01 de noviembre de 2019
01.11.2019

La mente moderna

31.10.2019 | 23:46
Daniel Capó

La transformación de la mente moderna (Ed. Deusto) es el título que Jonathan Haidt y Greg Lukianoff han dado a su último libro. En él nos hablan de un cambio que se produce ante nuestros ojos día tras día en todas las facetas de la vida. ¿Se encuentra más o menos polarizada la sociedad que hace unos años? ¿Se ha incrementando o ha disminuido la libertad de expresión, ya sea en las universidades, los colegios o en los medios de comunicación? ¿Cómo afecta el uso de redes sociales a los jóvenes y adolescentes? ¿Es cierto que somos más frágiles, toleramos peor las decepciones y aumentan las tasas de depresión y ansiedad, especialmente entre las mujeres? ¿Cabe pensar -como afirman en el libro Haidt y Lukianoff- que la combinación de buenas intenciones y malas ideas está condenando al fracaso a toda una generación? Un buen número de preguntas que debemos responder si no queremos caer en la perplejidad ciega y maniquea de la adolescencia. La vida adulta, claro está, es otra cosa.

Haidt y Lukianoff nos hablan desde la psicología -que es como hacerlo desde la conciencia- de la importancia de las ideas sobre nuestra realidad. Y se refieren a tres grandes falsedades que se han impuesto en la sensibilidad contemporánea: la falsedad de la fragilidad, la falsedad del razonamiento emocional y la falsedad del nosotros contra ellos. En el primero de los supuestos, la sobreprotección que busca evitar cualquier desafío potencialmente dañino para nuestros hijos (desde una lectura considerada inquietante por la corrección política hasta el juego libre en los parques o en las calles) termina por debilitar todo nuestro conjunto de referentes morales, haciéndonos irritables y sectarios ya a edades muy tempranas. El segundo supuesto, que apela a la confusión entre los motivos sentimentales y la razón ilustrada, nos sugiere que conviene escuchar a la inteligencia emocional pero siempre desde una prudente distancia. "Lo que de verdad nos asusta y nos consterna -explican los autores citando a Epicteto- no son los acontecimientos externos en sí mismos, sino la forma en que pensamos sobre ellos. No son las cosas las que nos perturban, sino la interpretación que hacemos de su importancia". Así es, como en un bucle melancólico, lo que pensamos y como lo hacemos construye realidad, muy a menudo en contra de nuestros intereses. El tercero de los supuestos es directamente el maniqueísmo incapaz de percibir los matices en la actitud de las personas. Es el tribalismo ancestral que reaparece tan pronto como disminuyen nuestras reservas cognitivas y acudimos al calor del grupo.

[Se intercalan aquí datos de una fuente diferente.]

//! SOCKS5 requests and replies

mod parser;
mod reply;

pub use parser::parse_command;
pub use reply::{build_reply, send_reply};
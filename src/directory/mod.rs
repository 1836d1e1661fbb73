//! Endpoint directory
//!
//! A keyed registry of live endpoint handles. The relay keeps three of
//! them: servers by device id, reverse clients by a monotonic index and
//! proxies by token.
//!
//! Entries are installed through [`Directory::insert`] or
//! [`Directory::replace`] and removed when the returned
//! [`RegistrationGuard`] is dropped. `replace` on an occupied key marks the
//! old entry as draining, evicts it and waits for its guard to go away
//! before installing the new one, so at most one handle is ever reachable
//! under a key.

mod guard;

pub use guard::RegistrationGuard;

use crate::error::RelayError;
use std::collections::HashMap;
use std::fmt::Debug;
use std::hash::Hash;
use std::sync::atomic::{AtomicU64, Ordering};
use std::sync::{Arc, Mutex, MutexGuard};
use tokio::sync::watch;
use tracing::{debug, info};

/// Reason given to a handle evicted by [`Directory::replace`]
pub const REPLACED: &str = "replaced by a new registration";

/// Something a directory entry can be forcibly closed through
pub trait Registrant: Send + Sync + 'static {
    /// Force the holder's session closed; its serving loop will then drop
    /// its guard.
    fn evict(&self, reason: &str);
}

struct Slot<H> {
    handle: Arc<H>,
    generation: u64,
    draining: bool,
    drained: watch::Receiver<()>,
}

type Slots<K, H> = Mutex<HashMap<K, Slot<H>>>;

fn lock_slots<K, H>(slots: &Slots<K, H>) -> MutexGuard<'_, HashMap<K, Slot<H>>> {
    // Nothing panics while holding the lock; a poisoned map is still consistent.
    slots.lock().unwrap_or_else(|poisoned| poisoned.into_inner())
}

/// Keyed registry of endpoint handles
pub struct Directory<K, H>
where
    K: Eq + Hash + Clone + Debug,
{
    name: &'static str,
    slots: Arc<Slots<K, H>>,
    next_generation: AtomicU64,
}

impl<K, H> Directory<K, H>
where
    K: Eq + Hash + Clone + Debug + Send + 'static,
    H: Registrant,
{
    /// Create an empty directory; `name` shows up in logs
    pub fn new(name: &'static str) -> Self {
        Directory {
            name,
            slots: Arc::new(Mutex::new(HashMap::new())),
            next_generation: AtomicU64::new(0),
        }
    }

    /// Directory name
    pub fn name(&self) -> &'static str {
        self.name
    }

    /// Current handle for `key`, ignoring entries that are draining
    pub fn lookup(&self, key: &K) -> Option<Arc<H>> {
        lock_slots(&self.slots)
            .get(key)
            .filter(|slot| !slot.draining)
            .map(|slot| slot.handle.clone())
    }

    /// Install `handle` under a vacant `key`
    pub fn insert(&self, key: K, handle: Arc<H>) -> Result<RegistrationGuard<K, H>, RelayError> {
        let mut slots = lock_slots(&self.slots);
        if slots.contains_key(&key) {
            return Err(RelayError::Directory(format!(
                "{:?} already registered in {}",
                key, self.name
            )));
        }
        Ok(self.install(&mut slots, key, handle))
    }

    /// Install `handle` under `key`, evicting and draining any current holder first
    ///
    /// Concurrent replacements for one key leave a single survivor. Every
    /// holder that loses is evicted the same way.
    pub async fn replace(&self, key: K, handle: Arc<H>) -> RegistrationGuard<K, H> {
        loop {
            let (old, mut drained) = {
                let mut slots = lock_slots(&self.slots);
                match slots.get_mut(&key) {
                    None => {
                        let guard = self.install(&mut slots, key, handle);
                        return guard;
                    }
                    Some(slot) => {
                        slot.draining = true;
                        (slot.handle.clone(), slot.drained.clone())
                    }
                }
            };

            info!(directory = self.name, key = ?key, "Replacing existing entry");
            old.evict(REPLACED);
            // Resolves once the old guard's sender is dropped.
            let _ = drained.changed().await;
        }
    }

    /// Drop the entry for `key` regardless of which guard installed it
    pub fn remove(&self, key: &K) -> Option<Arc<H>> {
        let removed = lock_slots(&self.slots).remove(key).map(|slot| slot.handle);
        if removed.is_some() {
            debug!(directory = self.name, key = ?key, "Entry removed explicitly");
        }
        removed
    }

    /// Snapshot of every live handle
    pub fn handles(&self) -> Vec<Arc<H>> {
        lock_slots(&self.slots)
            .values()
            .filter(|slot| !slot.draining)
            .map(|slot| slot.handle.clone())
            .collect()
    }

    /// Number of entries, draining ones included
    pub fn len(&self) -> usize {
        lock_slots(&self.slots).len()
    }

    /// Whether the directory holds no entries
    pub fn is_empty(&self) -> bool {
        self.len() == 0
    }

    fn install(
        &self,
        slots: &mut HashMap<K, Slot<H>>,
        key: K,
        handle: Arc<H>,
    ) -> RegistrationGuard<K, H> {
        let generation = self.next_generation.fetch_add(1, Ordering::Relaxed);
        let (tx, rx) = watch::channel(());
        slots.insert(
            key.clone(),
            Slot {
                handle: handle.clone(),
                generation,
                draining: false,
                drained: rx,
            },
        );
        debug!(directory = self.name, key = ?key, generation, "Entry installed");
        RegistrationGuard::new(self.slots.clone(), self.name, key, generation, handle, tx)
    }
}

Que los autores se hayan centrado básicamente en lo que ha venido sucediendo en los campus americanos en estos últimos años no significa que no podamos trasladar estas dinámicas culturales a otros ámbitos. La política y las calles de España, por ejemplo, están polarizadas como nunca antes desde 1978. El malestar crece a pesar de que la historia de nuestro país desde la instauración democrática es un relato de éxito. Europa y la modernidad, sin embargo, no nos han protegido de las patologías de la modernidad que con tanto acierto se diagnostican en este libro. No son las únicas causas, por supuesto -tampoco era ese su objetivo-, pero sí los motivos que acompañan a la crisis actual y la magnifican: la fragilidad de los ciudadanos, su hipersusceptibilidad y el maniqueísmo como marco de pensamiento.